What you will do:
Can you return the records below exactly as they stand, but only from the first line through the one with "fchdir(fd.as_raw_fd())"?

________

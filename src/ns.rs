use crate::error::{TaskError, TaskResult};
use nix::fcntl::{open, OFlag};
use nix::sched::{setns, CloneFlags};
use nix::sys::stat::Mode;
use nix::unistd::{chroot, fchdir, Pid};
use std::os::fd::{AsFd, AsRawFd, FromRawFd, OwnedFd};
use std::path::PathBuf;

/// Pinned handle on one namespace (or the root directory) of some process,
/// opened via /proc. Holding the fd keeps the namespace alive even after
/// every process in it has exited.
#[derive(Debug, Default)]
pub struct NamespaceFd {
    fd: Option<OwnedFd>,
    path: PathBuf,
}

impl NamespaceFd {
    pub fn open(pid: Pid, name: &str) -> TaskResult<NamespaceFd> {
        let path = PathBuf::from(format!("/proc/{}/{}", pid, name));
        let raw = open(
            &path,
            OFlag::O_RDONLY | OFlag::O_CLOEXEC,
            Mode::empty(),
        )
        .map_err(|e| TaskError::os(e, format!("open({})", path.display())))?;

        Ok(NamespaceFd {
            /* SAFETY: freshly returned by open(2), owned here. */
            fd: Some(unsafe { OwnedFd::from_raw_fd(raw) }),
            path,
        })
    }

    pub fn is_opened(&self) -> bool {
        self.fd.is_some()
    }

    /// Join the namespace behind this handle.
    pub fn set_ns(&self, nstype: CloneFlags) -> TaskResult<()> {
        let fd = self
            .fd
            .as_ref()
            .ok_or_else(|| TaskError::invalid("setns on a closed namespace handle"))?;
        setns(fd.as_fd(), nstype)
            .map_err(|e| TaskError::os(e, format!("setns({})", self.path.display())))
    }

    /// Chroot into the directory behind this handle (used with a pinned
    /// /proc/<pid>/root fd after entering the owning mount namespace).
    pub fn chroot(&self) -> TaskResult<()> {
        let fd = self
            .fd
            .as_ref()
            .ok_or_else(|| TaskError::invalid("chroot on a closed namespace handle"))?;
        fchdir(fd.as_raw_fd())
            .map_err(|e| TaskError::os(e, format!("fchdir({})", self.path.display())))?;
        chroot(".").map_err(|e| TaskError::os(e, "chroot(.)"))
    }

    pub fn close(&mut self) {
        self.fd = None;
    }
}

/// Snapshot of the namespaces of one process, held open by the supervisor
/// and handed to the intermediate by fd inheritance.
#[derive(Debug, Default)]
pub struct NamespaceSnapshot {
    pub mnt: NamespaceFd,
    pub pid: NamespaceFd,
    pub net: NamespaceFd,
    pub ipc: NamespaceFd,
    pub uts: NamespaceFd,
    /// Root directory as seen by the snapshotted process; needed because
    /// entering `mnt` alone does not move our root.
    pub root: NamespaceFd,
}

impl NamespaceSnapshot {
    pub fn open(pid: Pid) -> TaskResult<NamespaceSnapshot> {
        Ok(NamespaceSnapshot {
            mnt: NamespaceFd::open(pid, "ns/mnt")?,
            pid: NamespaceFd::open(pid, "ns/pid")?,
            net: NamespaceFd::open(pid, "ns/net")?,
            ipc: NamespaceFd::open(pid, "ns/ipc")?,
            uts: NamespaceFd::open(pid, "ns/uts")?,
            root: NamespaceFd::open(pid, "root")?,
        })
    }

    /// Enter every namespace held by the snapshot, mount namespace last so
    /// the other /proc-derived fds stay usable while we need them. The
    /// handles are close-on-exec, so the init sheds them at execve and the
    /// supervisor's own copies stay open until dropped.
    pub fn enter(&self) -> TaskResult<()> {
        if self.ipc.is_opened() {
            self.ipc.set_ns(CloneFlags::CLONE_NEWIPC)?;
        }
        if self.uts.is_opened() {
            self.uts.set_ns(CloneFlags::CLONE_NEWUTS)?;
        }
        if self.net.is_opened() {
            self.net.set_ns(CloneFlags::CLONE_NEWNET)?;
        }
        if self.pid.is_opened() {
            self.pid.set_ns(CloneFlags::CLONE_NEWPID)?;
        }
        if self.mnt.is_opened() {
            self.mnt.set_ns(CloneFlags::CLONE_NEWNS)?;
        }

        Ok(())
    }

    pub fn close(&mut self) {
        self.mnt.close();
        self.pid.close();
        self.net.close();
        self.ipc.close();
        self.uts.close();
        self.root.close();
    }
}

#[cfg(test)]
mod tests {
    use super::*;
    use nix::unistd::getpid;

    #[test]
    fn test_open_own_namespaces() {
        let snapshot = NamespaceSnapshot::open(getpid()).expect("open own namespaces");
        assert!(snapshot.mnt.is_opened());
        assert!(snapshot.pid.is_opened());
        assert!(snapshot.net.is_opened());
        assert!(snapshot.ipc.is_opened());
        assert!(snapshot.uts.is_opened());
        assert!(snapshot.root.is_opened());
    }

    #[test]
    fn test_closed_handle_rejects_setns() {
        let fd = NamespaceFd::default();
        assert!(!fd.is_opened());
        assert!(fd.set_ns(CloneFlags::CLONE_NEWNS).is_err());
    }

    #[test]
    fn test_open_missing_pid() {
        assert!(NamespaceFd::open(Pid::from_raw(i32::MAX - 1), "ns/mnt").is_err());
    }
}
/// A secret that prints as `<redacted>` in `Debug` output.
///
/// Used for the password in [`ClientConfig`](crate::ClientConfig) so that logging a config (or
/// an error that carries one) never leaks credentials. Deliberately not `Serialize`.
#[derive(Clone, Default, PartialEq, Eq)]
pub struct Redacted<T>(T);

impl<T> Redacted<T> {
    /// Returns the wrapped secret.
    pub fn expose(&self) -> &T {
        &self.0
    }
}

impl<T> From<T> for Redacted<T> {
    fn from(value: T) -> Self {
        Self(value)
    }
}

impl<T> std::fmt::Debug for Redacted<T> {
    fn fmt(&self, f: &mut std::fmt::Formatter<'_>) -> std::fmt::Result {
        f.write_str("<redacted>")
    }
}

impl<'de, T> serde::Deserialize<'de> for Redacted<T>
where
    T: serde::Deserialize<'de>,
{
    fn deserialize<D>(deserializer: D) -> Result<Self, D::Error>
    where
        D: serde::Deserializer<'de>,
    {
        T::deserialize(deserializer).map(Redacted)
    }
}
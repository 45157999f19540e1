use pg_children::RemoveChildError;
use pg_children_config::Config;

pub async fn run(config: &Config, name: &str) -> Result<(), RemoveChildError> {
    let pool = config.children_pool();
    let child = config.admin.with_database(name);

    if let Err(err) = pool.remove_child(&child).await {
        if let RemoveChildError::Leak(leak) = &err {
            eprintln!(
                "database '{}' is left as '{}'; rename it back or drop it manually",
                leak.database, leak.temp_database
            );
        }
        return Err(err);
    }

    tracing::info!(database = %name, "removed");
    Ok(())
}
use pg_children::CreateChildError;
use pg_children_config::Config;

pub async fn run(config: &Config, name: Option<&str>) -> Result<(), CreateChildError> {
    let pool = config.children_pool();
    let child = pool.create_child(name).await?;

    println!("{}", child.database);
    Ok(())
}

________

Answer to this exercise:
filename src/ns.rs
use crate::error::{TaskError, TaskResult};
use nix::fcntl::{open, OFlag};
use nix::sched::{setns, CloneFlags};
use nix::sys::stat::Mode;
use nix::unistd::{chroot, fchdir, Pid};
use std::os::fd::{AsFd, AsRawFd, FromRawFd, OwnedFd};
use std::path::PathBuf;

/// Pinned handle on one namespace (or the root directory) of some process,
/// opened via /proc. Holding the fd keeps the namespace alive even after
/// every process in it has exited.
#[derive(Debug, Default)]
pub struct NamespaceFd {
    fd: Option<OwnedFd>,
    path: PathBuf,
}

impl NamespaceFd {
    pub fn open(pid: Pid, name: &str) -> TaskResult<NamespaceFd> {
        let path = PathBuf::from(format!("/proc/{}/{}", pid, name));
        let raw = open(
            &path,
            OFlag::O_RDONLY | OFlag::O_CLOEXEC,
            Mode::empty(),
        )
        .map_err(|e| TaskError::os(e, format!("open({})", path.display())))?;

        Ok(NamespaceFd {
            /* SAFETY: freshly returned by open(2), owned here. */
            fd: Some(unsafe { OwnedFd::from_raw_fd(raw) }),
            path,
        })
    }

    pub fn is_opened(&self) -> bool {
        self.fd.is_some()
    }

    /// Join the namespace behind this handle.
    pub fn set_ns(&self, nstype: CloneFlags) -> TaskResult<()> {
        let fd = self
            .fd
            .as_ref()
            .ok_or_else(|| TaskError::invalid("setns on a closed namespace handle"))?;
        setns(fd.as_fd(), nstype)
            .map_err(|e| TaskError::os(e, format!("setns({})", self.path.display())))
    }

    /// Chroot into the directory behind this handle (used with a pinned
    /// /proc/<pid>/root fd after entering the owning mount namespace).
    pub fn chroot(&self) -> TaskResult<()> {
        let fd = self
            .fd
            .as_ref()
            .ok_or_else(|| TaskError::invalid("chroot on a closed namespace handle"))?;
        fchdir(fd.as_raw_fd())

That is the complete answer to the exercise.